- _ABOUT THIS TASK_
The answer consists of one number: how many lines of the data below include the string "enum".

Dataset excerpts
..........

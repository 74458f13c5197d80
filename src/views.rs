//! Persistent UI controls.
//!
//! Every button the bot posts carries one of a fixed set of identifiers that
//! does not depend on the message it sits on. A control posted by a previous
//! process therefore routes correctly after a restart: dispatch parses the
//! identifier into a [`ControlId`] and never needs per-message state.

use crate::db::{Panel, Ticket};
use crate::platform::{Button, ButtonStyle, Embed, OutgoingMessage, RoleId, UserId, colors};
use std::fmt;
use std::str::FromStr;
use tracing::info;

/// A persistent control.
#[derive(Debug, Clone, Copy, PartialEq, Eq, Hash)]
pub enum ControlId {
    CreateTicket,
    CloseTicket,
    ClaimTicket,
    ReopenTicket,
    DeleteTicket,
    ConfirmClose,
}

impl ControlId {
    pub const ALL: [ControlId; 6] = [
        ControlId::CreateTicket,
        ControlId::CloseTicket,
        ControlId::ClaimTicket,
        ControlId::ReopenTicket,
        ControlId::DeleteTicket,
        ControlId::ConfirmClose,
    ];

    /// The stable interaction identifier.
    pub fn custom_id(self) -> &'static str {
        match self {
            ControlId::CreateTicket => "persistent:create_ticket",
            ControlId::CloseTicket => "persistent:close_ticket",
            ControlId::ClaimTicket => "persistent:claim_ticket",
            ControlId::ReopenTicket => "persistent:reopen_ticket",
            ControlId::DeleteTicket => "persistent:delete_ticket",
            ControlId::ConfirmClose => "persistent:confirm_close_ticket",
        }
    }

    /// Metric/log label.
    pub fn label(self) -> &'static str {
        match self {
            ControlId::CreateTicket => "create",
            ControlId::CloseTicket => "close",
            ControlId::ClaimTicket => "claim",
            ControlId::ReopenTicket => "reopen",
            ControlId::DeleteTicket => "delete",
            ControlId::ConfirmClose => "confirm_close",
        }
    }
}

impl fmt::Display for ControlId {
    fn fmt(&self, f: &mut fmt::Formatter<'_>) -> fmt::Result {
        f.write_str(self.custom_id())
    }
}

/// Identifier that is not one of ours.
#[derive(Debug, Clone, PartialEq, Eq)]
pub struct UnknownControl(pub String);

impl FromStr for ControlId {
    type Err = UnknownControl;

    fn from_str(s: &str) -> Result<Self, Self::Err> {
        ControlId::ALL
            .into_iter()
            .find(|c| c.custom_id() == s)
            .ok_or_else(|| UnknownControl(s.to_string()))
    }
}

/// The set of controls registered at process start.
///
/// Built once; registration is idempotent because identifiers are fixed.
#[derive(Debug, Clone)]
pub struct ControlRegistry {
    controls: Vec<ControlId>,
}

impl ControlRegistry {
    pub fn register_all() -> Self {
        let controls = ControlId::ALL.to_vec();
        info!(count = controls.len(), "Registered persistent controls");
        Self { controls }
    }

    pub fn resolve(&self, custom_id: &str) -> Option<ControlId> {
        custom_id
            .parse::<ControlId>()
            .ok()
            .filter(|c| self.controls.contains(c))
    }
}

/// Which control set a message displays.
#[derive(Debug, Clone, Copy, PartialEq, Eq)]
pub enum ViewKind {
    /// Panel entry point.
    EntryPoint,
    /// Ticket is open; `claimable` adds the claim control.
    Open { claimable: bool },
    Closed,
    CloseRequest,
}

impl ViewKind {
    pub fn buttons(self, create_label: &str) -> Vec<Button> {
        match self {
            ViewKind::EntryPoint => vec![button(
                ControlId::CreateTicket,
                create_label,
                ButtonStyle::Primary,
                None,
            )],
            ViewKind::Open { claimable } => {
                let mut buttons = vec![button(
                    ControlId::CloseTicket,
                    "Close",
                    ButtonStyle::Danger,
                    Some('🔒'),
                )];
                if claimable {
                    buttons.push(button(
                        ControlId::ClaimTicket,
                        "Claim",
                        ButtonStyle::Secondary,
                        Some('🙋'),
                    ));
                }
                buttons
            }
            ViewKind::Closed => vec![
                button(ControlId::ReopenTicket, "Re-Open", ButtonStyle::Success, Some('🔓')),
                button(ControlId::DeleteTicket, "Delete", ButtonStyle::Danger, Some('🗑')),
            ],
            ViewKind::CloseRequest => vec![button(
                ControlId::ConfirmClose,
                "Close Ticket",
                ButtonStyle::Danger,
                None,
            )],
        }
    }
}

fn button(control: ControlId, label: &str, style: ButtonStyle, emoji: Option<char>) -> Button {
    Button {
        custom_id: control.custom_id(),
        label: label.to_string(),
        style,
        emoji,
    }
}

// ============================================================================
// Messages
// ============================================================================

/// The panel's entry-point message.
pub fn entry_point(panel: &Panel) -> OutgoingMessage {
    OutgoingMessage::embed(
        Embed::new(colors::GREEN)
            .title(panel.name.clone())
            .description(panel.description()),
    )
    .with_buttons(ViewKind::EntryPoint.buttons(panel.button_text()))
}

/// First message in a fresh ticket channel.
pub fn welcome(panel: &Panel, owner: UserId) -> OutgoingMessage {
    let mut mentions = vec![owner.mention()];
    mentions.extend(panel.support_roles.iter().map(|r: &RoleId| r.mention()));

    OutgoingMessage::embed(
        Embed::new(colors::DARK_GREEN)
            .title("Welcome to your ticket!")
            .description(panel.welcome_message()),
    )
    .with_content(mentions.join(" "))
    .with_buttons(
        ViewKind::Open {
            claimable: panel.claimable,
        }
        .buttons(""),
    )
}

/// Replacement for the control message after a close.
pub fn closed(closed_by: UserId) -> OutgoingMessage {
    OutgoingMessage::embed(
        Embed::new(colors::RED)
            .title("Ticket Closed")
            .description(format!("Ticket closed by {}.", closed_by.mention())),
    )
    .with_buttons(ViewKind::Closed.buttons(""))
}

/// Replacement for the control message after a reopen.
pub fn reopened(panel: &Panel, reopened_by: UserId) -> OutgoingMessage {
    OutgoingMessage::embed(
        Embed::new(colors::GREEN)
            .title("Ticket Re-Opened")
            .description(format!("Ticket re-opened by {}.", reopened_by.mention())),
    )
    .with_buttons(
        ViewKind::Open {
            claimable: panel.claimable,
        }
        .buttons(""),
    )
}

pub fn close_request(owner: UserId) -> OutgoingMessage {
    OutgoingMessage::embed(
        Embed::new(colors::BLURPLE).title("Close Request").description(format!(
            "Hi {}, has your issue been resolved? If so, you may close this ticket by pressing the button below.",
            owner.mention()
        )),
    )
    .with_buttons(ViewKind::CloseRequest.buttons(""))
}

pub fn transcript_notice(ticket: &Ticket) -> String {
    format!(
        "Transcript for ticket `#{}` created by {}",
        ticket.number(),
        ticket.owner_id.mention()
    )
}

pub fn delete_notice(delay_secs: u64) -> OutgoingMessage {
    OutgoingMessage::embed(
        Embed::new(colors::RED).description(format!(
            "This ticket will be deleted in {delay_secs} seconds."
        )),
    )
}

pub fn help() -> Embed {
    Embed::new(colors::BLURPLE)
        .title("Ticket Tool Commands")
        .field("/setup", "Creates a new ticket panel.", false)
        .field("/editpanel `panel`", "Edits an existing ticket panel.", false)
        .field("/panels", "Lists the ticket panels of this server.", false)
        .field(
            "Ticket Management Commands",
            "These can only be used inside a ticket channel.",
            false,
        )
        .field("/add `user|role`", "Gives a user or role access to the ticket.", true)
        .field("/remove `user|role`", "Removes a user or role's access to the ticket.", true)
        .field("/open", "Re-opens a closed ticket.", true)
        .field("/close", "Closes the current ticket.", true)
        .field("/rename `name`", "Changes the ticket channel name.", true)
        .field("/claim", "Claims or unclaims the ticket.", true)
        .field(
            "/closerequest",
            "Asks the ticket owner to confirm the ticket can be closed.",
            true,
        )
        .field("/transcript", "Generates a transcript of the ticket.", true)
}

..........

- _COMPLETED EXERCISE_
2